//! # WIFI access point client
//!
//! Module setup, joining a network and obtaining address information.
//!
//! All operations are blocking and bounded by the timeout of the respective command. Only one
//! command is in flight at a time, which is enforced by the `&mut self` receivers.
//!
//! ## Example
//!
//! ````
//! # use esp_at_serial::example::{ExampleTimer, ExampleTransport};
//! # use esp_at_serial::ring::RingBuffer;
//! use esp_at_serial::wifi::{Adapter, WifiAdapter};
//!
//! let mut ring: RingBuffer<1024> = RingBuffer::new();
//! let (producer, consumer) = ring.split();
//!
//! // The transport writes commands to the module, the hardware receive path feeds the producer
//! let transport = ExampleTransport::new(producer);
//! let mut adapter: Adapter<_, _, 1_000_000, 1024> = Adapter::new(transport, consumer, ExampleTimer::default());
//! adapter.init().unwrap();
//!
//! // Setting target WIFI access point
//! let state = adapter.join("test_wifi", "secret").unwrap();
//! assert!(state.connected);
//! assert!(state.ip_assigned);
//!
//! let address = adapter.get_address().unwrap();
//! assert_eq!("10:fe:ed:05:ba:50", address.mac.unwrap().as_str());
//! assert_eq!("10.0.0.181", address.ipv4.unwrap().to_string());
//! ````
use crate::commands::{
    AccessPointConnectCommand, AccessPointDisconnectCommand, AtCommand, CommandErrorHandler, EchoCommand,
    ObtainLocalAddressCommand, RestartCommand, SetMultipleConnectionsCommand, WifiModeCommand,
};
use crate::engine::{AtEngine, TransactionError};
use crate::responses::{contains, field_after};
use crate::ring::Consumer;
use crate::stack::Connection;
use core::fmt::Debug;
use core::net::Ipv4Addr;
use core::str::FromStr;
use embedded_io::Write;
use fugit_timer::Timer;
use heapless::String;
use log::{debug, info};

/// Default timeout for transmitting socket data
const DEFAULT_SEND_TIMEOUT_MS: u32 = 5_000;

/// Wifi network adapter trait
pub trait WifiAdapter {
    /// Error when joining a WIFI network
    type JoinError: Debug;

    /// Error when receiving local address information
    type AddressError: Debug;

    /// Connects to an WIFI access point and returns the connection state
    fn join(&mut self, ssid: &str, key: &str) -> Result<JoinState, Self::JoinError>;

    /// Returns the last known WIFI connection status
    fn get_join_status(&mut self) -> JoinState;

    /// Returns local address information
    fn get_address(&mut self) -> Result<LocalAddress, Self::AddressError>;
}

/// Central client for network communication
///
/// TIMER_HZ: Frequency of the timer used for timeout measurement
///
/// RX_SIZE: Size of the receive ring buffer, which holds `RX_SIZE - 1` bytes
pub struct Adapter<'a, W: Write, T: Timer<TIMER_HZ>, const TIMER_HZ: u32, const RX_SIZE: usize> {
    /// AT transaction engine
    pub(crate) engine: AtEngine<'a, W, T, TIMER_HZ, RX_SIZE>,

    /// Network state
    pub(crate) session: Session,
}

/// Network state of the adapter
pub(crate) struct Session {
    /// Currently joined to WIFI network?
    pub(crate) joined: bool,

    /// True if an IP was assigned by access point
    pub(crate) ip_assigned: bool,

    /// Currently established connection
    pub(crate) connection: Option<Connection>,

    /// True if the socket of the TCP stack is handed out
    pub(crate) socket_in_use: bool,

    /// Timeout for data transmission
    pub(crate) send_timeout_ms: u32,
}

impl Session {
    fn new(send_timeout_ms: u32) -> Self {
        Self {
            joined: false,
            ip_assigned: false,
            connection: None,
            socket_in_use: false,
            send_timeout_ms,
        }
    }
}

/// Possible errors when initializing the module
#[derive(Clone, Debug, PartialEq)]
pub enum InitError {
    /// Error while disabling command echo
    EchoError(TransactionError),

    /// Error wile setting WIFI mode to station
    ModeError(TransactionError),

    /// Error while switching to single connection mode
    SingleConnectionError(TransactionError),
}

/// Possible errors when joining an access point
#[derive(Clone, Debug, PartialEq)]
pub enum JoinError {
    /// Error while setting WIFI credentials
    ConnectError(TransactionError),

    /// Given SSD is longer then the max. size of 32 chars
    InvalidSSDLength,

    /// Given password is longer then the max. size of 64 chars
    InvalidPasswordLength,
}

/// Errors of simple module commands
#[derive(Clone, Debug, PartialEq)]
pub enum CommandError {
    /// Restart command failed
    RestartFailed(TransactionError),

    /// Disconnecting from the access point failed
    DisconnectFailed(TransactionError),
}

/// Errors when receiving local address information
#[derive(Clone, Debug, PartialEq)]
pub enum AddressErrors {
    /// CIFSR command failed
    CommandError(TransactionError),

    /// Error while parsing addresses
    AddressParseError,
}

/// Current WIFI connection state
#[derive(Copy, Clone, Debug)]
pub struct JoinState {
    /// True if connected to an WIFI access point
    pub connected: bool,

    /// True if an IP was assigned
    pub ip_assigned: bool,
}

/// Transport resources handed back by [Adapter::deinit]
pub struct Released<'a, W, T, const RX_SIZE: usize> {
    /// Transmitting side of the transport
    pub writer: W,

    /// Receiving side of the ring buffer
    pub rx: Consumer<'a, RX_SIZE>,

    /// Timer
    pub timer: T,
}

impl<W: Write, T: Timer<TIMER_HZ>, const TIMER_HZ: u32, const RX_SIZE: usize> WifiAdapter
    for Adapter<'_, W, T, TIMER_HZ, RX_SIZE>
{
    type JoinError = JoinError;
    type AddressError = AddressErrors;

    /// Connects to an WIFI access point and returns the connection state
    ///
    /// The state is derived from the `WIFI CONNECTED` and `WIFI GOT IP` messages of the response.
    fn join(&mut self, ssid: &str, key: &str) -> Result<JoinState, JoinError> {
        if ssid.len() > 32 {
            return Err(JoinError::InvalidSSDLength);
        }

        if key.len() > 64 {
            return Err(JoinError::InvalidPasswordLength);
        }

        let response = self.send_command(AccessPointConnectCommand::new(ssid, key))?;
        let connected = contains(response, b"WIFI CONNECTED");
        let ip_assigned = contains(response, b"WIFI GOT IP");

        self.session.joined = connected;
        self.session.ip_assigned = ip_assigned;
        info!("Joined access point (ip assigned: {})", ip_assigned);

        Ok(self.get_join_status())
    }

    /// Returns the WIFI connection status as observed by the last join/quit
    fn get_join_status(&mut self) -> JoinState {
        JoinState {
            connected: self.session.joined,
            ip_assigned: self.session.ip_assigned,
        }
    }

    /// Returns local address information
    fn get_address(&mut self) -> Result<LocalAddress, AddressErrors> {
        let response = self.send_command(ObtainLocalAddressCommand)?;
        LocalAddress::from_response(response)
    }
}

impl<'a, W: Write, T: Timer<TIMER_HZ>, const TIMER_HZ: u32, const RX_SIZE: usize> Adapter<'a, W, T, TIMER_HZ, RX_SIZE> {
    /// Creates a new network adapter. Call [Adapter::init] before issuing other commands.
    pub fn new(writer: W, rx: Consumer<'a, RX_SIZE>, timer: T) -> Self {
        Self {
            engine: AtEngine::new(writer, rx, timer),
            session: Session::new(DEFAULT_SEND_TIMEOUT_MS),
        }
    }

    /// (Re)initializes the module: Discards stale received data, disables command echo,
    /// enables station mode and single connection mode.
    ///
    /// Also recovers from transport errors latched by the receive path.
    pub fn init(&mut self) -> Result<(), InitError> {
        self.engine.serial.clear();
        self.engine.take_peer_closed();
        self.session = Session::new(self.session.send_timeout_ms);

        self.send_command(EchoCommand::disable())?;
        self.send_command(WifiModeCommand::station_mode())?;
        self.send_command(SetMultipleConnectionsCommand::single())?;

        debug!("Module initialized");
        Ok(())
    }

    /// Restarts the module. Network and connection state gets reset.
    pub fn reset(&mut self) -> Result<(), CommandError> {
        self.session = Session::new(self.session.send_timeout_ms);
        self.send_command(RestartCommand)?;
        Ok(())
    }

    /// Restarts the module and hands back the transport resources, also if the restart command failed.
    pub fn deinit(mut self) -> (Released<'a, W, T, RX_SIZE>, Result<(), CommandError>) {
        let result = self.reset();
        let (writer, rx, timer) = self.engine.release();

        (Released { writer, rx, timer }, result)
    }

    /// Disconnects from the current access point
    pub fn quit(&mut self) -> Result<(), CommandError> {
        self.send_command(AccessPointDisconnectCommand)?;
        self.session.joined = false;
        self.session.ip_assigned = false;
        Ok(())
    }

    /// Returns the local station IPv4 address
    pub fn get_ip(&mut self) -> Result<Ipv4Addr, AddressErrors> {
        self.get_address()?.ipv4.ok_or(AddressErrors::AddressParseError)
    }

    /// Waits until the given token is received without sending a command, e.g. for catching
    /// incoming messages. Returns all bytes received including the token.
    pub fn wait_for_token(&mut self, token: &[u8], timeout_ms: u32) -> Result<&[u8], TransactionError> {
        self.engine.await_token(token, timeout_ms)
    }

    /// Sends a command and maps the error if the command failed
    pub(crate) fn send_command<Cmd: AtCommand + CommandErrorHandler>(
        &mut self,
        command: Cmd,
    ) -> Result<&[u8], Cmd::Error> {
        let encoded = command.encode().map_err(|error| command.command_error(error))?;

        self.engine
            .execute(encoded.as_bytes(), Cmd::TOKEN, Cmd::TIMEOUT_MS)
            .map_err(|error| command.command_error(error))
    }

    /// Sets the timeout for sending TCP data in ms
    pub fn set_send_timeout_ms(&mut self, timeout: u32) {
        self.session.send_timeout_ms = timeout;
    }

    /// Sets the timeout for receiving a single byte in ms
    pub fn set_byte_timeout_ms(&mut self, timeout: u32) {
        self.engine.byte_timeout_ms = timeout;
    }

    /// Sets the timeout for the transport to accept a buffer in ms
    pub fn set_write_timeout_ms(&mut self, timeout: u32) {
        self.engine.serial.write_timeout_ms = timeout;
    }
}

/// Local IP and MAC addresses
#[derive(Default, Clone, Debug)]
pub struct LocalAddress {
    /// Local IPv4 address if assigned
    pub ipv4: Option<Ipv4Addr>,

    /// Local MAC address
    pub mac: Option<String<17>>,
}

impl LocalAddress {
    /// Parses the `+CIFSR:STAIP,"<ip>"` and `+CIFSR:STAMAC,"<mac>"` lines
    pub(crate) fn from_response(response: &[u8]) -> Result<Self, AddressErrors> {
        let mut data = Self::default();

        if let Some(ip) = field_after(response, b"STAIP,\"", b'"') {
            let ip = core::str::from_utf8(ip).map_err(|_| AddressErrors::AddressParseError)?;
            data.ipv4 = Some(Ipv4Addr::from_str(ip).map_err(|_| AddressErrors::AddressParseError)?);
        }

        if let Some(mac) = field_after(response, b"STAMAC,\"", b'"') {
            let mac = core::str::from_utf8(mac).map_err(|_| AddressErrors::AddressParseError)?;
            data.mac = Some(String::from_str(mac).map_err(|_| AddressErrors::AddressParseError)?);
        }

        Ok(data)
    }
}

++++++++

== What is expected ==
Everything above from the line with "for Adapter<'_, W, T, TIMER_HZ, RX_SIZE>" to the line with "self.session.joined = connected;", both included, must be repeated exactly, and nothing outside that range.

== Solution below ==
    for Adapter<'_, W, T, TIMER_HZ, RX_SIZE>
{
    type JoinError = JoinError;
    type AddressError = AddressErrors;

    /// Connects to an WIFI access point and returns the connection state
    ///
    /// The state is derived from the `WIFI CONNECTED` and `WIFI GOT IP` messages of the response.
    fn join(&mut self, ssid: &str, key: &str) -> Result<JoinState, JoinError> {
        if ssid.len() > 32 {
            return Err(JoinError::InvalidSSDLength);
        }

        if key.len() > 64 {
            return Err(JoinError::InvalidPasswordLength);
        }

        let response = self.send_command(AccessPointConnectCommand::new(ssid, key))?;
        let connected = contains(response, b"WIFI CONNECTED");
        let ip_assigned = contains(response, b"WIFI GOT IP");

        self.session.joined = connected;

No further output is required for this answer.